-------- Input data

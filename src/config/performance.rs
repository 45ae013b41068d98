use super::{ConfigError, ConfigResult};
use crate::impl_default;
use serde::{Deserialize, Serialize};

/// 缓冲区配置
///
/// 所有缓冲区按倍增增长，初始值只影响前几步的重新分配次数。
#[derive(Debug, Clone, PartialEq, Serialize, Deserialize)]
#[serde(default)]
pub struct BufferConfig {
    /// 活动体素缓冲区初始大小（哈希表容量为其两倍）
    pub initial_voxel_buffer_size: usize,

    /// 粗粒子缓冲区初始大小
    pub initial_coarse_buffer_size: usize,

    /// 细粒子池初始容量
    pub initial_fine_capacity: usize,

    /// 细粒子池容量上限
    pub max_fine_capacity: usize,
}

impl_default!(BufferConfig {
    initial_voxel_buffer_size: 128,
    initial_coarse_buffer_size: 1024,
    initial_fine_capacity: 65_536,
    max_fine_capacity: 8_388_608 * 8,
});

impl BufferConfig {
    /// 验证配置
    pub fn validate(&self) -> ConfigResult<()> {
        if self.initial_voxel_buffer_size == 0 || self.initial_coarse_buffer_size == 0 {
            return Err(ConfigError::ValidationError(
                "Voxel and coarse buffer sizes must be non-zero".to_string(),
            ));
        }
        if self.initial_fine_capacity == 0 {
            return Err(ConfigError::ValidationError(
                "Fine particle capacity must be non-zero".to_string(),
            ));
        }
        if self.max_fine_capacity < self.initial_fine_capacity {
            return Err(ConfigError::ValidationError(format!(
                "max_fine_capacity ({}) is below initial_fine_capacity ({})",
                self.max_fine_capacity, self.initial_fine_capacity
            )));
        }
        Ok(())
    }
}

/// 多线程配置
#[derive(Debug, Clone, PartialEq, Serialize, Deserialize)]
#[serde(default)]
pub struct ThreadingConfig {
    /// 工作线程数（0表示自动）
    pub worker_threads: usize,
}

impl_default!(ThreadingConfig {
    worker_threads: 0, // 自动
});

impl ThreadingConfig {
    /// 获取实际使用的线程数
    pub fn resolved_threads(&self) -> usize {
        if self.worker_threads == 0 {
            num_cpus::get()
        } else {
            self.worker_threads
        }
    }

    /// 验证配置
    pub fn validate(&self) -> ConfigResult<()> {
        if self.worker_threads > 1024 {
            return Err(ConfigError::ValidationError(format!(
                "Unreasonable worker thread count: {}",
                self.worker_threads
            )));
        }
        Ok(())
    }
}
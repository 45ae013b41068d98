//! 核心模块
//!
//! 包含上采样核心共用的基础设施：
//! - `error` - 错误类型定义
//! - `logging` - 日志初始化
//! - `macros` - 通用宏

pub mod error;
pub mod logging;
#[macro_use]
pub mod macros;

// 重新导出错误类型
pub use error::{UpsamplingError, UpsamplingResult};
pub use logging::init_logging;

----------------

Directions:
Take from the material above every line that includes the word "ThreadingConfig".

Output of the exercise:
pub struct ThreadingConfig {
impl_default!(ThreadingConfig {
impl ThreadingConfig {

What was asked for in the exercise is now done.